There’s a crazy Barbie in my son’s crib.

Last month our updates were delayed by a computer malfunction at the transition home. It was a big bummer, but when we did receive the latest on our boy, I soaked up every detail of the report and pictures. We were delighted to see a bald Baby S, fresh from a clipper line-up, no doubt. THE cutest bald head, right?Commonplace

In the uncropped photo, he’s very much standing right at the edge of his purple crib, looking every bit of his nine months. Sigh…

The next best thing about this picture is Crazy Barbie.


1) um, that she’s there at all.

2) that she seems to be having a super time. Live it up now, Barbie. (I promise I will be bumping her from her post just as soon as possible. I kind of feel like she might be rubbing in this whole “I’m here, you’re not” thing a little.)

3) that she’s white. And every child in the transition home is not. And every nanny is not. But (most) every adoptive parent from our agency simply is. It’s a beautiful non-thing, really.

Sidenote: Ever been shopping for a dark skinned Barbie? Or toy? It’s worth the excercise, promise.

I had no thoughts about color when I was very young. No conversations with my parents that I can remember. Very few personal friends of different shades. But…I vividly remember my mom buying me a family of beautiful, dark skinned Barbies. I noticed the difference right away. I think I might have even smiled nervously, unsure. She didn’t say a word, but the gesture was epic and formative, as I now look back. And, of course, in the next blink, I know my little girl self was off playing with my four brand new Barbies (because that is what kids do with great and new toys). It was a score.

A million points for toy diversity. 😉

4) that she is anything but off-the-shelf. Maybe a few too many smacks at the mercy of a wired toddler? (Hopefully if S stares at her a little everyday, he’ll have no fear at all when he sees me in the morning. Ha!)

5) that the sassy Barb made me laugh.

Yes, God’s grace absolutely can take the shape of a misplaced toy on my son’s crib. He knows what we need, and I needed that laugh.

We’ve hit another familiar little policy bump in the road. The timing doesn’t feel super, but we know better than to complain too loudly. We’ve seen a whole lot more grace than we deserve.


For us, right now, there’s so, so much grace in all of you checking in on us in your various wonderful ways. To name a few: a funny t-shirt, a friend remembering an important-to-us date, a sneaky check, a phone call, a suitcase of donations (MOPS moms!!!), a thinking of you text, a written prayer, a package of little boy treasures from a photo client, a listen that only a sister can give, an entire small group’s willingness to host a post-Halloween party “in case we [had] to travel with our trick or treater” (Shucks, we didn’t.

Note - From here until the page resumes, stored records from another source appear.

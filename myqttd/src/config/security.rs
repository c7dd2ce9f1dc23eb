// Copyright (c) 2021 Xu Shaohua <shaohua@biofan.org>. All rights reserved.
// Use of this source is governed by Affero General Public License that can be found
// in the LICENSE file.

use serde::{Deserialize, Serialize};
use std::path::{Path, PathBuf};

#[derive(Debug, Serialize, Deserialize, Clone)]
pub struct Security {
    /// Determines whether clients that connect without providing a username are allowed to connect.
    /// It is highly recommended to disable this switch and configure an authorization policy.
    ///
    /// Default is true.
    #[serde(default = "Security::default_allow_anonymous")]
    allow_anonymous: bool,

    /// Control access to the broker using a password file.
    ///
    /// This file can be generated using the hebo-passwd utility.
    /// The file should be a text file with lines in the format:
    /// `username:password`.
    /// The password (and colon) may be omitted if desired, although this
    /// offers very little in the way of security.
    ///
    /// If an auth_plugin is used as well as password_file, the auth_plugin check will be made first.
    ///
    /// Default is None.
    #[serde(default = "Security::default_password_file")]
    password_file: Option<PathBuf>,
}

impl Security {
    pub const fn default_allow_anonymous() -> bool {
        true
    }

    pub fn default_password_file() -> Option<PathBuf> {
        None
    }

    pub fn allow_anonymous(&self) -> bool {
        self.allow_anonymous
    }

    pub fn password_file(&self) -> Option<&Path> {
        self.password_file.as_deref()
    }
}

impl Default for Security {
    fn default() -> Self {
        Self {
            allow_anonymous: Self::default_allow_anonymous(),
            password_file: Self::default_password_file(),
        }
    }
}
// Copyright (c) 2024 MyQtt contributors. All rights reserved.
// Use of this source is governed by Lesser General Public License that can be found
// in the LICENSE file.

use myqtt_codec::PacketId;
use std::fs::{self, OpenOptions};
use std::path::{Path, PathBuf};

use crate::error::Error;

fn lock_path(root: &Path, client_id: &str, packet_id: PacketId) -> PathBuf {
    root.join(client_id).join("pkgids").join(packet_id.value().to_string())
}

/// Atomically claim `packet_id` for `client_id`, used to deduplicate a
/// QoS 2 PUBLISH on first occurrence: two racing locks for the same id can
/// never both succeed.
///
/// Returns `true` if this call created the lock (the id was free), `false`
/// if it already existed (the id is in use — a duplicate delivery).
///
/// # Errors
///
/// Returns an error on an I/O failure other than the lock already existing.
pub fn lock(root: &Path, client_id: &str, packet_id: PacketId) -> Result<bool, Error> {
    let path = lock_path(root, client_id, packet_id);
    if let Some(parent) = path.parent() {
        fs::create_dir_all(parent)?;
    }
    match OpenOptions::new().write(true).create_new(true).open(&path) {
        Ok(_) => Ok(true),
        Err(e) if e.kind() == std::io::ErrorKind::AlreadyExists => Ok(false),
        Err(e) => Err(e.into()),
    }
}

/// Release a previously locked packet id. Missing locks are idempotent
/// success.
///
/// # Errors
///
/// Returns an error on an I/O failure other than the lock already being
/// gone.
pub fn unlock(root: &Path, client_id: &str, packet_id: PacketId) -> Result<(), Error> {
    let path = lock_path(root, client_id, packet_id);
    match fs::remove_file(&path) {
        Ok(()) => Ok(()),
        Err(e) if e.kind() == std::io::ErrorKind::NotFound => Ok(()),
        Err(e) => Err(e.into()),
    }
}

#[cfg(test)]
mod tests {
    use super::{lock, unlock};
    use myqtt_codec::PacketId;

    #[test]
    fn test_lock_rejects_duplicate() {
        let dir = tempfile::tempdir().unwrap();
        assert!(lock(dir.path(), "c1", PacketId::new(5)).unwrap());
        assert!(!lock(dir.path(), "c1", PacketId::new(5)).unwrap());
        unlock(dir.path(), "c1", PacketId::new(5)).unwrap();
        assert!(lock(dir.path(), "c1", PacketId::new(5)).unwrap());
    }

    #[test]
    fn test_unlock_missing_is_idempotent() {
        let dir = tempfile::tempdir().unwrap();
        assert!(unlock(dir.path(), "c1", PacketId::new(1)).is_ok());
    }
}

But a nice offer, just the same.), a couple of you who have shared our burden right alongside some of your own very big burdens, affirmation, several “I want to do this for you guys” statements, and the kind of “I’m praying for you” that is the. real. deal.

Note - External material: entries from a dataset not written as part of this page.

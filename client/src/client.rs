// Copyright (c) 2024 MyQtt contributors. All rights reserved.
// Use of this source is governed by Lesser General Public License that can be found
// in the LICENSE file.

//! A cheaply-clonable `AsyncClient` handle paired with an `EventLoop` that
//! owns the transport. This replaces the teacher's single-struct
//! `AsyncClient` (which owned the socket directly and drove it from a
//! borrowed `&mut self`, making it impossible to hand out a handle other
//! tasks could publish/subscribe through); the split mirrors the
//! single-task-owns-the-socket idiom `myqttd::session::run` already uses on
//! the broker side, generalized so a second task (the caller) can drive the
//! connection through a channel instead of calling methods directly.

use std::collections::HashMap;
use std::time::Duration;

use myqtt_codec::{
    ConnectFlags, ConnectPacket, ConnectReturnCode, DisconnectPacket, EncodePacket, MqttPacket,
    PacketId, PacketIdAllocator, PingRequestPacket, ProtocolLevel, PublishCompletePacket,
    PublishPacket, PublishReleasePacket, QoS, SubscribePacket, SubscribeTopic, UnsubscribePacket,
};
use tokio::sync::mpsc;

use crate::connect_options::ConnectOptions;
use crate::error::{Error, ErrorKind};
use crate::stream::Stream;

/// A request the `EventLoop` acts on. `AsyncClient` is nothing more than a
/// `Sender<Request>`, so cloning a client and calling it from several tasks
/// is safe.
enum Request {
    Publish {
        topic: String,
        qos: QoS,
        retain: bool,
        payload: Vec<u8>,
    },
    Subscribe {
        topic: String,
        qos: QoS,
    },
    Unsubscribe {
        topic: String,
    },
    Disconnect,
}

/// Something the `EventLoop` observed: either an incoming packet from the
/// broker worth surfacing to the caller, or a terminal condition.
#[derive(Debug, Clone)]
pub enum Event {
    /// The broker accepted our CONNECT.
    ConnAck {
        session_present: bool,
        return_code: ConnectReturnCode,
    },
    /// An application message delivered by the broker.
    Publish {
        topic: String,
        payload: Vec<u8>,
        qos: QoS,
        retain: bool,
    },
    /// A previously sent QoS 1 PUBLISH was acknowledged.
    PublishAck { packet_id: PacketId },
    /// A previously sent QoS 2 PUBLISH completed the handshake.
    PublishComplete { packet_id: PacketId },
    /// A SUBSCRIBE was acknowledged.
    SubscribeAck { packet_id: PacketId },
    /// An UNSUBSCRIBE was acknowledged.
    UnsubscribeAck { packet_id: PacketId },
    /// The connection to the broker ended, cleanly or otherwise.
    Disconnected,
}

/// A cheap, cloneable handle for publishing and subscribing. Holds no
/// socket of its own; every call sends a [`Request`] to the paired
/// [`EventLoop`] over an unbounded channel and returns as soon as it is
/// enqueued, not once the broker has acknowledged it.
#[derive(Clone)]
pub struct AsyncClient {
    requests: mpsc::UnboundedSender<Request>,
}

impl AsyncClient {
    /// Builds a connected client. Returns the handle together with the
    /// [`EventLoop`] that must be driven (via [`EventLoop::handshake`] then
    /// repeated [`EventLoop::poll`]) for the connection to make any
    /// progress at all — nothing happens in the background on its own.
    ///
    /// # Errors
    ///
    /// Returns an error if the TCP/TLS connection cannot be established.
    pub async fn connect(options: ConnectOptions) -> Result<(Self, EventLoop), Error> {
        let stream = Stream::connect(options.address(), options.connect_type()).await?;
        let (tx, rx) = mpsc::unbounded_channel();
        let client = Self { requests: tx };
        let event_loop = EventLoop::new(stream, options, rx);
        Ok((client, event_loop))
    }

    /// # Errors
    ///
    /// Returns an error if the paired `EventLoop` has already shut down.
    pub fn publish(&self, topic: &str, qos: QoS, retain: bool, payload: &[u8]) -> Result<(), Error> {
        self.requests
            .send(Request::Publish {
                topic: topic.to_owned(),
                qos,
                retain,
                payload: payload.to_owned(),
            })
            .map_err(|_| Error::new(ErrorKind::Disconnected, "event loop has shut down"))
    }

    /// # Errors
    ///
    /// Returns an error if the paired `EventLoop` has already shut down.
    pub fn subscribe(&self, topic: &str, qos: QoS) -> Result<(), Error> {
        self.requests
            .send(Request::Subscribe {
                topic: topic.to_owned(),
                qos,
            })
            .map_err(|_| Error::new(ErrorKind::Disconnected, "event loop has shut down"))
    }

    /// # Errors
    ///
    /// Returns an error if the paired `EventLoop` has already shut down.
    pub fn unsubscribe(&self, topic: &str) -> Result<(), Error> {
        self.requests
            .send(Request::Unsubscribe { topic: topic.to_owned() })
            .map_err(|_| Error::new(ErrorKind::Disconnected, "event loop has shut down"))
    }

    /// # Errors
    ///
    /// Returns an error if the paired `EventLoop` has already shut down.
    pub fn disconnect(&self) -> Result<(), Error> {
        self.requests
            .send(Request::Disconnect)
            .map_err(|_| Error::new(ErrorKind::Disconnected, "event loop has shut down"))
    }
}

/// Owns the transport and drives the connection: sends the CONNECT
/// handshake, services `Request`s from its paired `AsyncClient`, answers
/// keep-alive with PINGREQ, and tracks inflight QoS 1/2 publishes by
/// packet id until they are acknowledged.
pub struct EventLoop {
    stream: Stream,
    options: ConnectOptions,
    requests: mpsc::UnboundedReceiver<Request>,
    packet_ids: PacketIdAllocator,
    inflight_qos1: HashMap<PacketId, PublishPacket>,
    inflight_qos2: HashMap<PacketId, PublishPacket>,
    subscribing: HashMap<PacketId, Vec<SubscribeTopic>>,
    unsubscribing: HashMap<PacketId, Vec<String>>,
    read_buf: Vec<u8>,
    connected: bool,
}

impl EventLoop {
    fn new(stream: Stream, options: ConnectOptions, requests: mpsc::UnboundedReceiver<Request>) -> Self {
        Self {
            stream,
            options,
            requests,
            packet_ids: PacketIdAllocator::new(),
            inflight_qos1: HashMap::new(),
            inflight_qos2: HashMap::new(),
            subscribing: HashMap::new(),
            unsubscribing: HashMap::new(),
            read_buf: Vec::with_capacity(4096),
            connected: false,
        }
    }

    /// Sends the CONNECT handshake and waits for the broker's CONNACK.
    ///
    /// # Errors
    ///
    /// Returns an error if the handshake cannot be written, the broker
    /// closes the connection before replying, or replies with anything but
    /// `Accepted`.
    pub async fn handshake(&mut self) -> Result<Event, Error> {
        let mut connect_flags = ConnectFlags::default();
        connect_flags.set_clean_session(self.options.clean_session());
        if let Some(username) = self.options.username() {
            connect_flags.set_has_username(!username.is_empty());
        }
        if self.options.password().is_some() {
            connect_flags.set_has_password(true);
        }
        if let Some(will) = self.options.last_will() {
            connect_flags.set_will(true);
            connect_flags.set_will_qos(will.qos);
            connect_flags.set_will_retain(will.retain);
        }

        let mut packet = ConnectPacket::new(self.options.client_id())?;
        packet.set_protcol_level(ProtocolLevel::V4);
        packet.set_connect_flags(connect_flags);
        packet.set_keep_alive(u16::try_from(self.options.keep_alive().as_secs()).unwrap_or(u16::MAX));
        if let Some(username) = self.options.username() {
            packet.set_username(username)?;
        }
        if let Some(password) = self.options.password() {
            packet.set_password(password)?;
        }
        if let Some(will) = self.options.last_will() {
            packet.set_will_topic(&will.topic)?;
            packet.set_will_message(&will.message)?;
        }

        self.send(&MqttPacket::Connect(packet)).await?;

        let timeout = self.options.connect_timeout();
        let packet = tokio::time::timeout(timeout, self.read_one_packet())
            .await
            .map_err(|_| Error::new(ErrorKind::ConnectionError, "timed out waiting for CONNACK"))??
            .ok_or_else(|| Error::new(ErrorKind::ConnectionError, "connection closed before CONNACK"))?;

        match packet {
            MqttPacket::ConnectAck(ack) => {
                if ack.return_code() == ConnectReturnCode::Accepted {
                    self.connected = true;
                    Ok(Event::ConnAck {
                        session_present: ack.session_present(),
                        return_code: ack.return_code(),
                    })
                } else {
                    Err(Error::from_string(
                        ErrorKind::ConnectionError,
                        format!("broker refused CONNECT: {:?}", ack.return_code()),
                    ))
                }
            }
            _ => Err(Error::new(ErrorKind::ConnectionError, "expected CONNACK as first packet")),
        }
    }

    /// Services exactly one of: an incoming packet from the broker, a
    /// request from the paired [`AsyncClient`], or the keep-alive timer,
    /// returning the next [`Event`] worth surfacing to the caller.
    ///
    /// Callers should loop on this until it returns `Ok(Event::Disconnected)`
    /// or an error.
    ///
    /// # Errors
    ///
    /// Returns an error on I/O failure or a malformed frame from the
    /// broker.
    pub async fn poll(&mut self) -> Result<Event, Error> {
        let keep_alive = self.options.keep_alive();
        let ping_every = if keep_alive.is_zero() { Duration::from_secs(u64::MAX / 2) } else { keep_alive };

        loop {
            tokio::select! {
                result = self.read_one_packet() => {
                    match result? {
                        Some(packet) => {
                            if let Some(event) = self.handle_incoming(packet).await? {
                                return Ok(event);
                            }
                        }
                        None => {
                            self.connected = false;
                            return Ok(Event::Disconnected);
                        }
                    }
                }
                request = self.requests.recv() => {
                    match request {
                        Some(request) => self.handle_request(request).await?,
                        None => {
                            self.send(&MqttPacket::Disconnect(DisconnectPacket::new())).await?;
                            self.connected = false;
                            return Ok(Event::Disconnected);
                        }
                    }
                }
                () = tokio::time::sleep(ping_every) => {
                    self.send(&MqttPacket::PingRequest(PingRequestPacket::new())).await?;
                }
            }
        }
    }

    async fn handle_request(&mut self, request: Request) -> Result<(), Error> {
        match request {
            Request::Publish { topic, qos, retain, payload } => {
                let mut packet = PublishPacket::new(&topic, qos, &payload)?;
                packet.set_retain(retain);
                if qos != QoS::AtMostOnce {
                    let packet_id = self.packet_ids.next();
                    packet.set_packet_id(packet_id);
                    match qos {
                        QoS::AtLeastOnce => {
                            self.inflight_qos1.insert(packet_id, packet.clone());
                        }
                        QoS::ExactOnce => {
                            self.inflight_qos2.insert(packet_id, packet.clone());
                        }
                        QoS::AtMostOnce => unreachable!(),
                    }
                }
                self.send(&MqttPacket::Publish(packet)).await
            }
            Request::Subscribe { topic, qos } => {
                let packet_id = self.packet_ids.next();
                let subscribe_topic = SubscribeTopic::new(&topic, qos)?;
                let packet = SubscribePacket::new(&topic, qos, packet_id)?;
                self.subscribing.insert(packet_id, vec![subscribe_topic]);
                self.send(&MqttPacket::Subscribe(packet)).await
            }
            Request::Unsubscribe { topic } => {
                let packet_id = self.packet_ids.next();
                let packet = UnsubscribePacket::new(&topic, packet_id)?;
                self.unsubscribing.insert(packet_id, vec![topic]);
                self.send(&MqttPacket::Unsubscribe(packet)).await
            }
            Request::Disconnect => {
                self.send(&MqttPacket::Disconnect(DisconnectPacket::new())).await
            }
        }
    }

    async fn handle_incoming(&mut self, packet: MqttPacket) -> Result<Option<Event>, Error> {
        match packet {
            MqttPacket::Publish(packet) => Ok(Some(Event::Publish {
                topic: packet.topic().to_owned(),
                payload: packet.message().to_owned(),
                qos: packet.qos(),
                retain: packet.retain(),
            })),
            MqttPacket::PublishAck(packet) => {
                let packet_id = packet.packet_id();
                self.inflight_qos1.remove(&packet_id);
                Ok(Some(Event::PublishAck { packet_id }))
            }
            MqttPacket::PublishReceived(packet) => {
                let release = PublishReleasePacket::new(packet.packet_id());
                self.send(&MqttPacket::PublishRelease(release)).await?;
                Ok(None)
            }
            MqttPacket::PublishRelease(packet) => {
                let complete = PublishCompletePacket::new(packet.packet_id());
                self.send(&MqttPacket::PublishComplete(complete)).await?;
                Ok(None)
            }
            MqttPacket::PublishComplete(packet) => {
                let packet_id = packet.packet_id();
                self.inflight_qos2.remove(&packet_id);
                Ok(Some(Event::PublishComplete { packet_id }))
            }
            MqttPacket::SubscribeAck(packet) => {
                let packet_id = packet.packet_id();
                self.subscribing.remove(&packet_id);
                Ok(Some(Event::SubscribeAck { packet_id }))
            }
            MqttPacket::UnsubscribeAck(packet) => {
                let packet_id = packet.packet_id();
                self.unsubscribing.remove(&packet_id);
                Ok(Some(Event::UnsubscribeAck { packet_id }))
            }
            MqttPacket::PingResponse(_) => Ok(None),
            MqttPacket::Disconnect(_) | MqttPacket::Connect(_) | MqttPacket::ConnectAck(_) => {
                log::warn!("unexpected packet from broker: {packet:?}");
                Ok(None)
            }
        }
    }

    async fn send(&mut self, packet: &MqttPacket) -> Result<(), Error> {
        let mut buf = Vec::new();
        packet.encode(&mut buf)?;
        self.stream.write_all(&buf).await?;
        Ok(())
    }

    async fn read_one_packet(&mut self) -> Result<Option<MqttPacket>, Error> {
        loop {
            if let Some(len) = myqtt_codec::next_frame_len(&self.read_buf)? {
                let frame = self.read_buf.drain(..len).collect::<Vec<u8>>();
                return Ok(Some(MqttPacket::decode(&frame)?));
            }
            let n = self.stream.read_buf(&mut self.read_buf).await?;
            if n == 0 {
                return Ok(None);
            }
        }
    }

    #[must_use]
    pub fn is_connected(&self) -> bool {
        self.connected
    }
}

Let me tell you, the real deal works every time. For every circumstance. And truthfully, some of you have flat out bested us at our own We’ve Got This model. You snuck in and showed us God’s grace in these genuine gestures, and it really does make waiting much easier. So, thanks for butting in and being so nice.

Back to Barbie…

That flailing gal was either a donation to the transition home or a gift to a child living there. Next to his medical notes, the September report didn’t specify whether Baby S actually plays with Barbie (He should. She seems great.), but I do know that he has been part of a system that is largely resourced by donations. His diapers, wipes, formula, food, clothing, bed sheets, toys come from the transition home supplies, mostly stocked by traveling families. It’s a beautiful system, and we’re grateful for the families who traveled before us.

To be honest, we’re not used to receiving charity or having a child who needs it. Despite our We’ve Got This model, our family of four has indeed needed grace and stuff. Humbling.

Grace and stuff.

I could not begin to dictate the exact right ways to put that powerful combo together, but I do know that there seem to be plenty of opportunities, all the time and everywhere, to try to give a little of both.

There is just no denying its impact. 

We’re grateful. And also still very joyful and excited. Last week our agency hosted a conference call about this new government change. We feel at peace with the information we have, and we’ll wait until we hear more about our last document.

In the meantime, we’ve entrusted Barbie to watch over that little bald head.